Probably we’re arriving at the same point – experience is valuable if one uses it properly, is aware of the pitfalls, and tries to avoid them. Which, I believe, Hilary said would be the subject of a whole new blog post! 🙂
“Hilary — Of course you draw on experience, but I’m talking about doing it spontaneously and freshly, not as a matter of plodding reference. Experience is not static, previous experience is reinterpreted, it composts and yields new ideas. Immediately going back to some previous written record stops this dead.”
This is just quibbling that almost borders on harrassment. At every point your main motive appears to be asserting your superiority over Hilary….and others . I would see this need to display superiority as very much a trait of the ‘little people’ whose thoughts and experiences you so despise. Wouldn’t you ?
To make these statements about the ‘little people’ I asssume you must feel yourself to be a ‘noble junzi’ yet I can’t see it as quality of the noble junzi that he would proclaim he knew who the I Ching would and would not answer. In that respect you remind me of a priest in some old religion, telling people only he could speak to God, jealously afraid that the populace should ever be empowered by knowledge from their own learning and their own connection with the Source of wisdom.
. First you say Hilary should pay no attention to ‘small people’s’ readings as if there were just one standard meaning for 46.3 and that you know it..(which is obviously nonsense.)and therefore anyone who actually clothes the line in their own experience of it should be dismissed out of hand…So in effect you were saying unless people tailored their perception closely to your idea of the meaning of 46.3 and erase their own personal connection of their experience of the line then they are merely deluded small people Yi does not talk to…..unlike you who presumably Yi does talk to.

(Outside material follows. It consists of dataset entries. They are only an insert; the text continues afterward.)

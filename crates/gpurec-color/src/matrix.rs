//! RGB to YUV transform matrices.
//!
//! Four matrices cover the destination format / range grid. They are
//! embedded into the fragment shaders as `mat4` literals; the alpha row
//! carries the chroma offset (0.5) and luma offset (16/255 for limited
//! range) so the shader is a single matrix multiply.
//!
//! The limited range variants are the full range matrix scaled by
//! (235-16)/255 with 16/255 added to the luma row.

use crate::types::{ColorRange, DestinationColor};

/// Column-major 4x4 matrix, in the order GLSL's `mat4` constructor takes.
pub type Mat4 = [[f32; 4]; 4];

/// ITU-R BT.2020, full range.
pub const RGB_TO_P010_FULL: Mat4 = [
    [0.262700, -0.139630, 0.500000, 0.000000],
    [0.678000, -0.360370, -0.459786, 0.000000],
    [0.059300, 0.500000, -0.040214, 0.000000],
    [0.000000, 0.500000, 0.500000, 1.000000],
];

/// ITU-R BT.2020, limited range.
pub const RGB_TO_P010_LIMITED: Mat4 = [
    [0.225613, -0.119918, 0.429412, 0.000000],
    [0.582282, -0.309494, -0.394875, 0.000000],
    [0.050928, 0.429412, -0.034537, 0.000000],
    [0.062745, 0.500000, 0.500000, 1.000000],
];

/// ITU-R BT.709, full range. Luma coefficients 0.2110/0.7110/0.0710.
pub const RGB_TO_NV12_FULL: Mat4 = [
    [0.211000, -0.113563, 0.500000, 0.000000],
    [0.711000, -0.382670, -0.450570, 0.000000],
    [0.071000, 0.500000, -0.044994, 0.000000],
    [0.000000, 0.500000, 0.500000, 1.000000],
];

/// ITU-R BT.709, limited range.
pub const RGB_TO_NV12_LIMITED: Mat4 = [
    [0.180353, -0.096964, 0.429412, 0.000000],
    [0.609765, -0.327830, -0.385927, 0.000000],
    [0.060118, 0.429412, -0.038049, 0.000000],
    [0.062745, 0.500000, 0.500000, 1.000000],
];

/// Select the matrix for a destination format and range.
pub fn transform_matrix(destination: DestinationColor, range: ColorRange) -> &'static Mat4 {
    match (destination, range) {
        (DestinationColor::Nv12, ColorRange::Full) => &RGB_TO_NV12_FULL,
        (DestinationColor::Nv12, ColorRange::Limited) => &RGB_TO_NV12_LIMITED,
        (DestinationColor::P010, ColorRange::Full) => &RGB_TO_P010_FULL,
        (DestinationColor::P010, ColorRange::Limited) => &RGB_TO_P010_LIMITED,
    }
}

/// Render a matrix as a GLSL `const mat4 RGBtoYUV = ...;` declaration.
pub fn glsl_matrix(matrix: &Mat4) -> String {
    let mut out = String::from("const mat4 RGBtoYUV = mat4(");
    for (i, column) in matrix.iter().enumerate() {
        if i > 0 {
            out.push_str(",\n                           ");
        }
        out.push_str(&format!(
            "{:.6}, {:.6}, {:.6}, {:.6}",
            column[0], column[1], column[2], column[3]
        ));
    }
    out.push_str(");\n");
    out
}

#[cfg(test)]
mod tests {
    use super::*;

    /// Apply a matrix to an RGB triple the way the shader does.
    fn apply(matrix: &Mat4, rgb: [f32; 3]) -> [f32; 3] {
        let v = [rgb[0], rgb[1], rgb[2], 1.0];
        let mut out = [0.0f32; 3];
        for (row, value) in out.iter_mut().enumerate() {
            *value = (0..4).map(|col| matrix[col][row] * v[col]).sum();
        }
        out
    }

    #[test]
    fn test_white_maps_to_neutral_chroma() {
        for matrix in [
            &RGB_TO_NV12_FULL,
            &RGB_TO_NV12_LIMITED,
            &RGB_TO_P010_FULL,
            &RGB_TO_P010_LIMITED,
        ] {
            let yuv = apply(matrix, [1.0, 1.0, 1.0]);
            assert!((yuv[1] - 0.5).abs() < 0.01, "U for white: {}", yuv[1]);
            assert!((yuv[2] - 0.5).abs() < 0.01, "V for white: {}", yuv[2]);
        }
    }

    #[test]
    fn test_black_luma_matches_range() {
        let full = apply(&RGB_TO_NV12_FULL, [0.0, 0.0, 0.0]);
        assert!(full[0].abs() < 1e-6);

        // Limited range black sits at 16/255.
        let limited = apply(&RGB_TO_NV12_LIMITED, [0.0, 0.0, 0.0]);
        assert!((limited[0] - 16.0 / 255.0).abs() < 1e-4);
    }

    #[test]
    fn test_white_luma_matches_range() {
        let full = apply(&RGB_TO_P010_FULL, [1.0, 1.0, 1.0]);
        assert!((full[0] - 1.0).abs() < 0.01);

        // Limited range white sits at 235/255.
        let limited = apply(&RGB_TO_P010_LIMITED, [1.0, 1.0, 1.0]);
        assert!((limited[0] - 235.0 / 255.0).abs() < 0.01);
    }

    #[test]
    fn test_matrix_selection() {
        assert!(std::ptr::eq(
            transform_matrix(DestinationColor::Nv12, ColorRange::Full),
            &RGB_TO_NV12_FULL
        ));
        assert!(std::ptr::eq(
            transform_matrix(DestinationColor::P010, ColorRange::Limited),
            &RGB_TO_P010_LIMITED
        ));
    }

    #[test]
    fn test_glsl_rendering() {
        let glsl = glsl_matrix(&RGB_TO_NV12_FULL);
        assert!(glsl.starts_with("const mat4 RGBtoYUV = mat4("));
        assert!(glsl.contains("0.211000"));
        assert!(glsl.contains("-0.450570"));
        assert!(glsl.trim_end().ends_with(");"));
    }
}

Hmm so more than anyone else ever Hilary has bought the I Ching to real people to use in their real lives and she has the humility to be open to the meaning of their experiences as we are all still learning about the I Ching and yet you say she is plodding and not fresh and so on..?
Lets look at that paragraph again
“Hilary — Of course you draw on experience, but I’m talking about doing it spontaneously and freshly, not as a matter of plodding reference. Experience is not static, previous experience is reinterpreted, it composts and yields new ideas. Immediately going back to some previous written record stops this dead.”

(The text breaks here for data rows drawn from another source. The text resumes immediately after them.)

//! The shared GL/EGL runtime.
//!
//! Created once at capture start and treated as an immutable-after-init
//! registry: capture backends, the color engine and the encoder adapters all
//! hold a non-owning handle and call into the loaded GL stack through it.
//! The GL context is pinned to the pacer thread; the runtime is deliberately
//! not `Sync`.
//!
//! Two context flavors exist:
//!
//! - **EGL** (default): a 1x1 invisible X11 window surface on X11, a pbuffer
//!   surface on Wayland. The surface is never shown; `swap_buffers` only
//!   drives the driver's frame completion.
//! - **GLX**: used for NVIDIA X11 monitor capture, because NvFBC can only
//!   latch onto a GLX context.

use std::ffi::{c_void, CStr, CString};
use std::os::raw::c_int;

use libloading::Library;
use tracing::{debug, info, warn};
use x11_dl::glx::Glx;
use x11_dl::xlib::{Display, XEvent, Xlib};

use crate::error::{GlError, Result};
use crate::ffi::{self, EglConfig, EglContext, EglDisplay, EglImage, EglSurface, GlEnum, GlInt, GlSizei, GlUint};
use crate::library::{open_first, optional, required};
use crate::monitor::{self, Monitor};
use crate::vendor::{self, GpuInfo};

/// Which display server the process is talking to.
#[derive(Debug, Clone, Copy, PartialEq, Eq)]
pub enum DisplayServer {
    X11,
    Wayland,
}

/// Options controlling runtime creation.
#[derive(Debug, Clone, Default)]
pub struct RuntimeOptions {
    /// X11 display string; `None` uses `$DISPLAY`.
    pub display_name: Option<String>,

    /// Monitor capture is requested. Together with an NVIDIA GPU on X11
    /// this switches the context to GLX for NvFBC.
    pub is_monitor_capture: bool,
}

/// Environment variables that make the captured monitor and the rendering
/// GPU disagree under NVIDIA PRIME render offload.
const PRIME_OFFLOAD_VARS: &[&str] = &[
    "__NV_PRIME_RENDER_OFFLOAD",
    "__NV_PRIME_RENDER_OFFLOAD_PROVIDER",
    "__GLX_VENDOR_LIBRARY_NAME",
    "__VK_LAYER_NV_optimus",
];

struct EglFns {
    get_display: ffi::FnEglGetDisplay,
    initialize: ffi::FnEglInitialize,
    terminate: ffi::FnEglTerminate,
    bind_api: ffi::FnEglBindApi,
    choose_config: ffi::FnEglChooseConfig,
    create_context: ffi::FnEglCreateContext,
    destroy_context: ffi::FnEglDestroyContext,
    create_window_surface: ffi::FnEglCreateWindowSurface,
    create_pbuffer_surface: ffi::FnEglCreatePbufferSurface,
    destroy_surface: ffi::FnEglDestroySurface,
    make_current: ffi::FnEglMakeCurrent,
    swap_buffers: ffi::FnEglSwapBuffers,
    swap_interval: ffi::FnEglSwapInterval,
    get_error: ffi::FnEglGetError,
    get_proc_address: ffi::FnEglGetProcAddress,
    create_image: ffi::FnEglCreateImage,
    destroy_image: ffi::FnEglDestroyImage,
    image_target_texture_2d: ffi::FnGlEglImageTargetTexture2dOes,
}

Initially you said people had to adhere strictly to your idea of a meaning as written down…..or ideas and expereinces were just little people’s egoic imaginings. But here you turn this idea around to make out Hilary is the plodding one relying soley on dead words. No no no, that’s your idea of Yi …..how dare we, those so far beneath you, even imagine our experiences with the I Ching are even real ?!

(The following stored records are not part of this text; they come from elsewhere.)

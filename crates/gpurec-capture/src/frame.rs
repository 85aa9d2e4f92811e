//! Captured-frame description and DMA-BUF plane ownership.
//!
//! Every plane FD is a move-only [`DmaBufPlane`]: opened exactly once by
//! whoever produced it (broker, PipeWire, VAAPI export) and closed exactly
//! once when the plane drops. Hand-offs between components are explicit
//! moves, so a double close cannot compile and a leak shows up as an FD
//! that outlives its frame.

use std::os::fd::{AsFd, AsRawFd, BorrowedFd, OwnedFd, RawFd};

use gpurec_color::SourceColor;
use gpurec_gl::Rotation;
use gpurec_kms::HdrOutputMetadata;

/// One DMA-BUF plane of a captured frame.
#[derive(Debug)]
pub struct DmaBufPlane {
    /// Owned descriptor; closed on drop.
    pub fd: OwnedFd,

    /// Byte offset of this plane inside the buffer object.
    pub offset: u32,

    /// Row pitch in bytes.
    pub pitch: u32,
}

impl DmaBufPlane {
    pub fn new(fd: OwnedFd, offset: u32, pitch: u32) -> Self {
        Self { fd, offset, pitch }
    }

    pub fn raw_fd(&self) -> RawFd {
        self.fd.as_raw_fd()
    }

    pub fn borrowed_fd(&self) -> BorrowedFd<'_> {
        self.fd.as_fd()
    }
}

/// Cursor rectangle supplied out-of-band by a capture source.
#[derive(Debug, Clone, Copy, PartialEq, Eq)]
pub struct CursorRect {
    pub x: i32,
    pub y: i32,
    pub width: u32,
    pub height: u32,
}

/// Description of one captured frame.
///
/// Owns its plane FDs. The capture backend builds a descriptor per frame
/// and transfers it to the EGL import step, which consumes the planes and
/// closes them once the image exists.
#[derive(Debug)]
pub struct FrameDescriptor {
    pub width: u32,
    pub height: u32,

    /// DRM FourCC of the pixel format.
    pub fourcc: u32,

    /// DRM format modifier; [`gpurec_kms::FORMAT_MOD_INVALID`] when the
    /// producer did not specify one.
    pub modifier: u64,

    pub rotation: Rotation,
    pub source_color: SourceColor,

    /// Up to four planes, in layout order.
    pub planes: Vec<DmaBufPlane>,

    /// Cursor sub-rectangle when the source reports the cursor inline.
    pub cursor: Option<CursorRect>,

    /// HDR10 metadata when the source carries it.
    pub hdr: Option<HdrOutputMetadata>,
}

impl FrameDescriptor {
    /// Transfer plane ownership out of the descriptor.
    ///
    /// After this the descriptor describes geometry only; dropping it does
    /// not touch the FDs.
    pub fn take_planes(&mut self) -> Vec<DmaBufPlane> {
        std::mem::take(&mut self.planes)
    }

    /// Whether the producer attached an explicit format modifier.
    pub fn has_modifier(&self) -> bool {
        self.modifier != gpurec_kms::FORMAT_MOD_INVALID
    }
}

#[cfg(test)]
mod tests {
    use super::*;
    use std::os::fd::FromRawFd;

    fn pipe_fd() -> (OwnedFd, OwnedFd) {
        let mut fds = [0; 2];
        // SAFETY: pipe2 fills the array on success.
        let rc = unsafe { libc::pipe2(fds.as_mut_ptr(), libc::O_CLOEXEC) };
        assert_eq!(rc, 0);
        // SAFETY: both fds were just created and are owned here.
        unsafe { (OwnedFd::from_raw_fd(fds[0]), OwnedFd::from_raw_fd(fds[1])) }
    }

    fn fd_is_open(fd: RawFd) -> bool {
        // SAFETY: fcntl F_GETFD on an arbitrary fd is harmless.
        unsafe { libc::fcntl(fd, libc::F_GETFD) != -1 }
    }

    fn descriptor_with(planes: Vec<DmaBufPlane>) -> FrameDescriptor {
        FrameDescriptor {
            width: 1920,
            height: 1080,
            fourcc: 0x3432_5258,
            modifier: gpurec_kms::FORMAT_MOD_INVALID,
            rotation: Rotation::R0,
            source_color: SourceColor::Rgb,
            planes,
            cursor: None,
            hdr: None,
        }
    }

    #[test]
    fn test_plane_fd_closed_exactly_once_on_drop() {
        let (read_end, _write_end) = pipe_fd();
        let raw = read_end.as_raw_fd();
        let descriptor = descriptor_with(vec![DmaBufPlane::new(read_end, 0, 7680)]);

        assert!(fd_is_open(raw));
        drop(descriptor);
        assert!(!fd_is_open(raw));
    }

    #[test]
    fn test_take_planes_transfers_ownership() {
        let (read_end, _write_end) = pipe_fd();
        let raw = read_end.as_raw_fd();
        let mut descriptor = descriptor_with(vec![DmaBufPlane::new(read_end, 0, 7680)]);

        let planes = descriptor.take_planes();
        assert_eq!(planes.len(), 1);
        assert!(descriptor.planes.is_empty());

        // Dropping the emptied descriptor must not close the fd.
        drop(descriptor);
        assert!(fd_is_open(raw));

        drop(planes);
        assert!(!fd_is_open(raw));
    }

    #[test]
    fn test_has_modifier() {
        let descriptor = descriptor_with(Vec::new());
        assert!(!descriptor.has_modifier());

        let mut with_modifier = descriptor_with(Vec::new());
        with_modifier.modifier = 0x0100_0000_0000_0002;
        assert!(with_modifier.has_modifier());
    }
}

Hilary is actually doing something immensely creative and exciting here on her blog and on her forum. She is connecting up people and their experiences with the I Ching. There is nothing fusty or dead or stale about that.
ps SJM there is no comments section on the Biroco journal ?
Gina — A peaceful mind you have.
I got this hexagram, with line 4 changing, in response to asking for advice about a job interview. I was basically given the brush off. Although the line insists there is “no mistake,” it is hard to see what is gained by having attempted the interview at all. Perhaps the advice lay in choosing not to go and make the mistake in the first place. I was actually contemplating not even showing up, and sadly I think the prospective employer wouldn’t even have noticed.
Thanks for sharing that one – and I’m sorry about the job interview. With that line, I wouldn’t be surprised if something better shows up for you, though not what you were aiming for.